The woman vanished; the diodes went dark.

“That's in an hour,” said Althea. “What do we do?”

“Nothing,” Domitian said. “We can't pursue Gale; even if we could, we have no means of capturing him. I have already updated the System on our situation, and when Miss Stays arrives, I will handle it.

“Until then,” he continued with his eye on something above and behind Althea, where the camera displays were, “I will be interrogating our prisoner.”

Althea's heart jumped. “Let me come.”

Domitian gave her a strange look.

“I want to find out if he knows what Gale did to the computer,” Althea said. “They work together; there must be particular tricks they use all the time. This is one of those tricks; I know it. I just don't know what, or how advanced, or what it's supposed to do—”

“I'll question him,” Domitian said. “You stay here, monitor the control room, and work on the computer.”

“You wouldn't know what to ask,” said Althea, without really thinking it through.

Domitian, fortunately, was always patient with her. “What would you ask?” he said. “Would you give him a list of the computer's problems and ask him which of his and Gale's ‘tricks' it's likely to be?” Althea said nothing, as clear as if she had admitted it. “You can't give this man any information, Althea. In his position he survives on his information. Telling him something he doesn't need to know is the same as putting a weapon in his hand. I will ask about the computer, and you will stay here. Understood?”

He held her gaze until Althea dropped hers. “Yes, sir,” she said.
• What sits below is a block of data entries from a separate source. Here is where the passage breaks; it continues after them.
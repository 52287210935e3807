//! Gravity and collision solver for user-launched probes.
//!
//! Probes are free particles integrated with explicit (forward) Euler under
//! the pull of every registered body.  Bodies are unaffected; the scripted
//! orbits in [`crate::registry`] are the only thing that moves them.
//!
//! ## Determinism
//!
//! Force accumulation and collision testing both iterate
//! [`BodyRegistry`](crate::registry::BodyRegistry) order (sun first, then
//! planets in catalog order).  Given identical body and probe state, a step
//! therefore produces identical results; the first-hit-wins collision
//! tie-break is registry order by construction, not ECS query order.
//!
//! ## Removal safety
//!
//! Collision despawns are queued through [`Commands`] and applied after the
//! system finishes, so in-pass removal can never skip or double-process a
//! probe.  A probe is fully integrated before its collision test runs; at
//! most one collision is consumed per probe per step.

use crate::config::SimConfig;
use crate::registry::{Attractor, BodyInfo, BodyRegistry};
use bevy::prelude::*;

// ── Components / resources ────────────────────────────────────────────────────

/// A live probe: its velocity and cosmetic name.
///
/// Position lives in the entity's [`Transform`].  Probes are despawned on
/// collision with any body or when they pass the cull distance.
#[derive(Component, Debug, Clone)]
pub struct Particle {
    /// World-space velocity (units/s).
    pub velocity: Vec3,
    /// Cosmetic identifier ("Probe-7"), used by the collision log.
    pub name: String,
}

/// Monotonic counter behind probe names.  Reset on session restart.
#[derive(Resource, Debug, Default, Clone, Copy)]
pub struct ProbeCounter(pub u32);

// ── Messages ──────────────────────────────────────────────────────────────────

/// A probe struck a body this frame.
///
/// Consumed by the damage tracker (HP), the collision log, and the impact
/// flash spawner.  Fired at most once per probe.
#[derive(Message, Debug, Clone)]
pub struct CollisionEvent {
    pub particle: Entity,
    pub particle_name: String,
    pub body: Entity,
    pub body_name: String,
    /// Probe position at the moment of impact (flash placement).
    pub position: Vec3,
}

// ── Pure force math ───────────────────────────────────────────────────────────

/// Acceleration applied to a probe at `from` by a body of `mass` at `to`.
///
/// Simplified isotropic point-mass model: `G * mass / d²` toward the body.
/// Distances below `min_dist` are clamped before the division, the explicit
/// guard that keeps a probe grazing a body's centre from receiving a
/// near-infinite kick.  At exactly zero separation the direction is
/// undefined and the body contributes nothing.
#[inline]
pub fn gravity_accel(from: Vec3, to: Vec3, mass: f32, gravity_const: f32, min_dist: f32) -> Vec3 {
    let delta = to - from;
    let dist = delta.length();
    let dist_sq = (dist * dist).max(min_dist * min_dist);
    delta.normalize_or_zero() * (gravity_const * mass / dist_sq)
}

// ── Spawning ──────────────────────────────────────────────────────────────────

/// Spawn a probe with the next sequential name.
pub fn spawn_probe(
    commands: &mut Commands,
    counter: &mut ProbeCounter,
    position: Vec3,
    velocity: Vec3,
) -> Entity {
    counter.0 += 1;
    let name = format!("Probe-{}", counter.0);
    info!("Launched {name}");
    commands
        .spawn((
            Particle { velocity, name },
            Transform::from_translation(position),
            Visibility::default(),
        ))
        .id()
}

// ── Update systems ────────────────────────────────────────────────────────────

/// Advance every probe one Euler step and resolve collisions.
///
/// Per probe: accumulate acceleration over all bodies (registry order),
/// integrate `velocity += a·dt; position += v·dt`, then test collision in
/// registry order and despawn on the first hit.  No-op when no probes live.
pub fn gravity_step_system(
    mut commands: Commands,
    time: Res<Time>,
    config: Res<SimConfig>,
    registry: Res<BodyRegistry>,
    bodies: Query<(&Transform, &Attractor, &BodyInfo), Without<Particle>>,
    mut particles: Query<(Entity, &mut Transform, &mut Particle)>,
    mut collisions: MessageWriter<CollisionEvent>,
) {
    let dt = time.delta_secs();

    // Snapshot attractors once, in registry order.
    let mut attractors: Vec<(Entity, Vec3, f32, f32, &str)> = Vec::with_capacity(registry.0.len());
    for &entity in &registry.0 {
        if let Ok((transform, attractor, info)) = bodies.get(entity) {
            attractors.push((
                entity,
                transform.translation,
                attractor.mass,
                attractor.collision_radius,
                info.name.as_str(),
            ));
        }
    }

    for (entity, mut transform, mut particle) in particles.iter_mut() {
        let mut accel = Vec3::ZERO;
        for &(_, body_pos, mass, _, _) in &attractors {
            accel += gravity_accel(
                transform.translation,
                body_pos,
                mass,
                config.gravity_const,
                config.min_gravity_dist,
            );
        }
        let velocity = particle.velocity + accel * dt;
        particle.velocity = velocity;
        transform.translation += velocity * dt;

        for &(body, body_pos, _, collision_radius, name) in &attractors {
            if transform.translation.distance(body_pos) < collision_radius {
                collisions.write(CollisionEvent {
                    particle: entity,
                    particle_name: particle.name.clone(),
                    body,
                    body_name: name.to_owned(),
                    position: transform.translation,
                });
                commands.entity(entity).despawn();
                break;
            }
        }
    }
}

/// Remove probes that have escaped past the cull distance.
pub fn cull_particles_system(
    mut commands: Commands,
    config: Res<SimConfig>,
    particles: Query<(Entity, &Transform, &Particle)>,
) {
    for (entity, transform, particle) in particles.iter() {
        if transform.translation.length() > config.particle_cull_distance {
            info!("{} left the system", particle.name);
            commands.entity(entity).despawn();
        }
    }
}

#[cfg(test)]
mod tests {
    use super::*;
    use crate::registry::BodyRegistry;

    /// Collected copies of the frame's collision messages.
    #[derive(Resource, Default)]
    struct CapturedCollisions(Vec<CollisionEvent>);

    fn capture_collisions(
        mut reader: MessageReader<CollisionEvent>,
        mut captured: ResMut<CapturedCollisions>,
    ) {
        for message in reader.read() {
            captured.0.push(message.clone());
        }
    }

    fn solver_app() -> App {
        let mut app = App::new();
        app.add_plugins(MinimalPlugins);
        app.insert_resource(SimConfig::default());
        app.insert_resource(BodyRegistry::default());
        app.insert_resource(CapturedCollisions::default());
        app.add_message::<CollisionEvent>();
        app.add_systems(Update, (gravity_step_system, capture_collisions).chain());
        app
    }

    fn spawn_body(app: &mut App, pos: Vec3, mass: f32, radius: f32, name: &str) -> Entity {
        let entity = app
            .world_mut()
            .spawn((
                BodyInfo {
                    name: name.into(),
                    description: String::new(),
                    fun_fact: String::new(),
                },
                Attractor {
                    mass,
                    collision_radius: radius,
                },
                Transform::from_translation(pos),
            ))
            .id();
        app.world_mut().resource_mut::<BodyRegistry>().0.push(entity);
        entity
    }

    fn spawn_test_probe(app: &mut App, pos: Vec3, vel: Vec3, name: &str) -> Entity {
        app.world_mut()
            .spawn((
                Particle {
                    velocity: vel,
                    name: name.into(),
                },
                Transform::from_translation(pos),
            ))
            .id()
    }

    fn particle_count(world: &mut World) -> usize {
        world
            .query_filtered::<Entity, With<Particle>>()
            .iter(world)
            .count()
    }

    #[test]
    fn acceleration_points_toward_the_body() {
        let accel = gravity_accel(Vec3::new(10.0, 0.0, 0.0), Vec3::ZERO, 900.0, 0.5, 0.25);
        assert!(accel.x < 0.0);
        assert!(accel.y.abs() < 1e-6 && accel.z.abs() < 1e-6);
    }

    #[test]
    fn acceleration_is_deterministic() {
        let a = gravity_accel(Vec3::new(3.0, 1.0, -2.0), Vec3::ZERO, 900.0, 0.5, 0.25);
        let b = gravity_accel(Vec3::new(3.0, 1.0, -2.0), Vec3::ZERO, 900.0, 0.5, 0.25);
        assert_eq!(a, b);
    }

    #[test]
    fn near_zero_distance_is_clamped_finite() {
        let accel = gravity_accel(Vec3::new(1e-5, 0.0, 0.0), Vec3::ZERO, 900.0, 0.5, 0.25);
        assert!(accel.is_finite());
        let cap = 0.5 * 900.0 / (0.25 * 0.25);
        assert!(accel.length() <= cap + 1e-3);
    }

    #[test]
    fn zero_distance_contributes_nothing() {
        let accel = gravity_accel(Vec3::ZERO, Vec3::ZERO, 900.0, 0.5, 0.25);
        assert_eq!(accel, Vec3::ZERO);
    }

    #[test]
    fn a_full_step_sequence_is_reproducible() {
        let bodies = [
            (Vec3::ZERO, 900.0),
            (Vec3::new(10.0, 0.0, 0.0), 60.0),
            (Vec3::new(0.0, 0.0, 8.0), 45.0),
        ];
        let run = || {
            let dt = 0.016;
            let mut pos = Vec3::new(6.0, 1.0, -4.0);
            let mut vel = Vec3::new(0.0, 0.0, 2.0);
            for _ in 0..50 {
                let mut accel = Vec3::ZERO;
                for &(body, mass) in &bodies {
                    accel += gravity_accel(pos, body, mass, 0.5, 0.25);
                }
                vel += accel * dt;
                pos += vel * dt;
            }
            (pos, vel)
        };
        assert_eq!(run(), run());
    }

    #[test]
    fn empty_particle_set_is_a_no_op() {
        let mut app = solver_app();
        spawn_body(&mut app, Vec3::ZERO, 900.0, 1.5, "Sun");
        app.update();
        assert!(app.world().resource::<CapturedCollisions>().0.is_empty());
    }

    #[test]
    fn all_colliding_probes_are_removed_with_one_event_each() {
        let mut app = solver_app();
        spawn_body(&mut app, Vec3::ZERO, 900.0, 1.5, "Sun");

        // All eight start inside the collision radius, in varied directions.
        for i in 0..8 {
            let angle = i as f32 * 0.7;
            let pos = Vec3::new(angle.cos(), 0.1, angle.sin()) * 0.9;
            spawn_test_probe(&mut app, pos, Vec3::ZERO, &format!("P{i}"));
        }
        app.update();

        assert_eq!(particle_count(app.world_mut()), 0);
        let captured = app.world().resource::<CapturedCollisions>();
        assert_eq!(captured.0.len(), 8);
        let mut names: Vec<_> = captured.0.iter().map(|c| c.particle_name.clone()).collect();
        names.sort();
        names.dedup();
        assert_eq!(names.len(), 8, "no probe may collide twice");
    }

    #[test]
    fn probe_inside_sun_collides_without_nan() {
        let mut app = solver_app();
        let sun = spawn_body(&mut app, Vec3::ZERO, 900.0, 1.5, "Sun");

        // Directly on the sun-probe line, already within the collision
        // radius: the same step must both clamp the near-field force and
        // consume the collision.
        spawn_test_probe(&mut app, Vec3::new(0.01, 0.0, 0.0), Vec3::ZERO, "Grazer");
        app.update();

        assert_eq!(particle_count(app.world_mut()), 0);
        let captured = app.world().resource::<CapturedCollisions>();
        assert_eq!(captured.0.len(), 1);
        assert_eq!(captured.0[0].body, sun);
        assert!(captured.0[0].position.is_finite());
    }

    #[test]
    fn first_hit_follows_registry_order() {
        let mut app = solver_app();
        let sun = spawn_body(&mut app, Vec3::ZERO, 900.0, 2.0, "Sun");
        let _planet = spawn_body(&mut app, Vec3::new(0.5, 0.0, 0.0), 40.0, 2.0, "Overlap");

        // Inside both collision spheres: the sun wins because it is first in
        // the registry.
        spawn_test_probe(&mut app, Vec3::new(0.3, 0.0, 0.0), Vec3::ZERO, "Tie");
        app.update();

        let captured = app.world().resource::<CapturedCollisions>();
        assert_eq!(captured.0.len(), 1);
        assert_eq!(captured.0[0].body, sun);
    }

    #[test]
    fn surviving_probe_keeps_integrating() {
        let mut app = solver_app();
        spawn_body(&mut app, Vec3::ZERO, 900.0, 1.5, "Sun");
        let probe = spawn_test_probe(&mut app, Vec3::new(10.0, 0.0, 0.0), Vec3::ZERO, "Far");

        // First update has dt = 0 under MinimalPlugins; run a few frames so
        // real time accumulates.
        for _ in 0..5 {
            app.update();
        }

        let particle = app.world().get::<Particle>(probe).expect("probe alive");
        // Pulled toward the origin along -X.
        assert!(particle.velocity.x <= 0.0);
        assert!(particle.velocity.is_finite());
    }
}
When he left, closing the door behind himself, she turned to look at the grid of camera images. In them she found the footage of Ivanov's cell, where from above she looked down at Ivanov still sitting with his back against the opposite wall and his bare feet crossed at the ankle.

It was standard to interrogate a prisoner until a satisfactory explanation of the reason for his presence was obtained. On most ships, that interrogation would be followed by imprisonment. On ships like the
Ananke,
a System-sponsored research vessel with military applications, an interrogation would be followed by execution.